# Work instructions:
Which lines of the records below contain the word "Cancelled"? Report each of them in full.

# Dataset records:
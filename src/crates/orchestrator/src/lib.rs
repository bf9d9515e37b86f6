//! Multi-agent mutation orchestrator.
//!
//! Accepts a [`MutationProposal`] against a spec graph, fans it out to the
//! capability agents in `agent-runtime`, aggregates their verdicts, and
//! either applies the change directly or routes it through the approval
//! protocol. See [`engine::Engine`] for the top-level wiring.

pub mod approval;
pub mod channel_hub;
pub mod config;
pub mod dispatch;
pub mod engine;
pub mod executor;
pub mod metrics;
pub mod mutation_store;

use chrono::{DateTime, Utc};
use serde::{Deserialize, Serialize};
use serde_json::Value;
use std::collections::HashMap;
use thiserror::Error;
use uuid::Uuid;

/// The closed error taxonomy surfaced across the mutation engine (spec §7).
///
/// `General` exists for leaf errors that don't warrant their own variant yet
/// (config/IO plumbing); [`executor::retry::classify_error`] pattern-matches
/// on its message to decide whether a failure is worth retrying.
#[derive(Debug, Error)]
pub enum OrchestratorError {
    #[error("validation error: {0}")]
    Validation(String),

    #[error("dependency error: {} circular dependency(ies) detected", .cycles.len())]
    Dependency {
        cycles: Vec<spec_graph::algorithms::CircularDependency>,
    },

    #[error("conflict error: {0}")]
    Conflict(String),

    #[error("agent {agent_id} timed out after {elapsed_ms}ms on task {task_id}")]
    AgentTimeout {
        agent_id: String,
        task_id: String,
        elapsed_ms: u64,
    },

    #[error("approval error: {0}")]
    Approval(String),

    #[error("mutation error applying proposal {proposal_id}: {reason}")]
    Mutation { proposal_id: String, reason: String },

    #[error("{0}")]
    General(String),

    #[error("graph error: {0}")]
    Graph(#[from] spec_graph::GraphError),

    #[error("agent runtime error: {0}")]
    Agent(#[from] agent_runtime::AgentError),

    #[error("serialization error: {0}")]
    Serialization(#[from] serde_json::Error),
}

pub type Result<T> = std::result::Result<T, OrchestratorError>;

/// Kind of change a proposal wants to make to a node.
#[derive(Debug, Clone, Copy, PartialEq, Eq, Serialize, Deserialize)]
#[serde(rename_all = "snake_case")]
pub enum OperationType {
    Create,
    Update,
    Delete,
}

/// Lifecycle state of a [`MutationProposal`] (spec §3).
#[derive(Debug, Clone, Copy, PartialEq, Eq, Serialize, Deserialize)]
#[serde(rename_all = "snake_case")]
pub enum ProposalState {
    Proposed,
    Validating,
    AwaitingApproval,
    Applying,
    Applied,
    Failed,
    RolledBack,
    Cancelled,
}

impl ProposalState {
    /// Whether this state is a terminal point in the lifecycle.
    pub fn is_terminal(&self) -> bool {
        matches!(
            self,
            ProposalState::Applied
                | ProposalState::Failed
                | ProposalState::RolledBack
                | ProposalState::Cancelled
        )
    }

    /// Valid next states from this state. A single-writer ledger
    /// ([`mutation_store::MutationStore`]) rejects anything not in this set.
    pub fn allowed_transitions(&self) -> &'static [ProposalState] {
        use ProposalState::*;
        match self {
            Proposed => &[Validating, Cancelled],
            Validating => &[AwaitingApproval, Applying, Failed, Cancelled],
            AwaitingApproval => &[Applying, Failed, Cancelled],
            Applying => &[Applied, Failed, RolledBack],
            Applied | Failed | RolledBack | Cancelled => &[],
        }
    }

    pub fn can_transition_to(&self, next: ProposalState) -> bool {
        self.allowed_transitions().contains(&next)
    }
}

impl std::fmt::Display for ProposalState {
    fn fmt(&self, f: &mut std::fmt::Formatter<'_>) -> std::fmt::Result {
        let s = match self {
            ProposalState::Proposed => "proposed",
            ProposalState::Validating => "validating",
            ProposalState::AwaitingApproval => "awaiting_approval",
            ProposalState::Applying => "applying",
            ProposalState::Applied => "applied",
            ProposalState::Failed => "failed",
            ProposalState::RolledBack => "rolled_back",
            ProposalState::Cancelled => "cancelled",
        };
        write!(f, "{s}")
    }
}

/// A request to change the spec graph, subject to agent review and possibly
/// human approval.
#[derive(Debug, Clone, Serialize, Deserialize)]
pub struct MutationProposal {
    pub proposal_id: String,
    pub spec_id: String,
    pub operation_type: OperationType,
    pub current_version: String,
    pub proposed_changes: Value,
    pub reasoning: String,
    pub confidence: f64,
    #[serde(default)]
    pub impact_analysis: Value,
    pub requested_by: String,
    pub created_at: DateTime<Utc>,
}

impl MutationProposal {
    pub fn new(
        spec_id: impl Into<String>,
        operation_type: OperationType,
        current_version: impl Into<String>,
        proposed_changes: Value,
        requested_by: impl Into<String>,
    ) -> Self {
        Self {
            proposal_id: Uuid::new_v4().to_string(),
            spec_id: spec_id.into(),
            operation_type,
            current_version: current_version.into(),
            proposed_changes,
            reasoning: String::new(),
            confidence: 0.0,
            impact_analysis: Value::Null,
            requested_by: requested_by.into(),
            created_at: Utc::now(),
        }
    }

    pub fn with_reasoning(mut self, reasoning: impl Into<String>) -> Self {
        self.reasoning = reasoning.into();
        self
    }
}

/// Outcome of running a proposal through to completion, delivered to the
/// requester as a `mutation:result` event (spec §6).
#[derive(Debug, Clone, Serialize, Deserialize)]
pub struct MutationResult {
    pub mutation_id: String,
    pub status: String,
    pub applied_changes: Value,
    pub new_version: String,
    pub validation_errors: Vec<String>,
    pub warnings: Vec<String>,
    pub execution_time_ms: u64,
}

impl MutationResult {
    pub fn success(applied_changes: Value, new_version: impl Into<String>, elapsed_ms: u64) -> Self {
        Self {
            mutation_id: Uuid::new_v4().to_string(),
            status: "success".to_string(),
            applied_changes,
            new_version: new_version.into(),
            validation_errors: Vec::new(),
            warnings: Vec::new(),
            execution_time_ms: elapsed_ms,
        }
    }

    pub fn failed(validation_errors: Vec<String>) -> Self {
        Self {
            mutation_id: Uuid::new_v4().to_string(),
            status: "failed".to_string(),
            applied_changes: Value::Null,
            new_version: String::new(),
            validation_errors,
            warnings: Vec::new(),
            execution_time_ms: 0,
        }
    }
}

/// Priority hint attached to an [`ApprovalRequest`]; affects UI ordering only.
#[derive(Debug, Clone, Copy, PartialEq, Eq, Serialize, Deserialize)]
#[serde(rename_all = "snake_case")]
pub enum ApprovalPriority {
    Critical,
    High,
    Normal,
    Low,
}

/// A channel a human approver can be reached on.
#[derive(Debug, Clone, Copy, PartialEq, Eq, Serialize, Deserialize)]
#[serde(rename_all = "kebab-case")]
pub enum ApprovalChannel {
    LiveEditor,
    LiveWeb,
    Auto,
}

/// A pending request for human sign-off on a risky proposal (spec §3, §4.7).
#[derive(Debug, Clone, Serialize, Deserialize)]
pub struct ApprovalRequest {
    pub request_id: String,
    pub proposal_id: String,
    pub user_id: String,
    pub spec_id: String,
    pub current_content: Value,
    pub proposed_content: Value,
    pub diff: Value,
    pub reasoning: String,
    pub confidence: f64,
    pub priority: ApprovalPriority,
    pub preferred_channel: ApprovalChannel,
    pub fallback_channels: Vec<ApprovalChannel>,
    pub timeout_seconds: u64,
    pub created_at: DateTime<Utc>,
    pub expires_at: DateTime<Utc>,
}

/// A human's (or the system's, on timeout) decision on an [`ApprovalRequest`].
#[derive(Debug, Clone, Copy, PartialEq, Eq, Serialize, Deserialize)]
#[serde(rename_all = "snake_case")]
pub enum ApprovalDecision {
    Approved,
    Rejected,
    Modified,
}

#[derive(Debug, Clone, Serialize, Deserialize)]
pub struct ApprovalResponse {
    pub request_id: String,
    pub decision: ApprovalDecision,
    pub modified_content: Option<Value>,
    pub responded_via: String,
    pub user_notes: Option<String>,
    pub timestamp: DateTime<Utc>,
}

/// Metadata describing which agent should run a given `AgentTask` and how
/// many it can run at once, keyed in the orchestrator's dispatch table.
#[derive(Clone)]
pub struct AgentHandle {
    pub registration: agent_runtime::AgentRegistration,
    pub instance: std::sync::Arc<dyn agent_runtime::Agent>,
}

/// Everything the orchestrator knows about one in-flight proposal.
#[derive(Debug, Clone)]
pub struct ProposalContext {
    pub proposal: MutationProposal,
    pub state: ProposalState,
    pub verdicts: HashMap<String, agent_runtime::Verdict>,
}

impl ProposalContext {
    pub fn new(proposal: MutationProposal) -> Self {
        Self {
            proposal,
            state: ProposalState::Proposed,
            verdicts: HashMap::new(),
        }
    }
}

# Answer for the task:
    Cancelled,
                | ProposalState::Cancelled
            Proposed => &[Validating, Cancelled],
            Validating => &[AwaitingApproval, Applying, Failed, Cancelled],
            AwaitingApproval => &[Applying, Failed, Cancelled],
            Applied | Failed | RolledBack | Cancelled => &[],
            ProposalState::Cancelled => "cancelled",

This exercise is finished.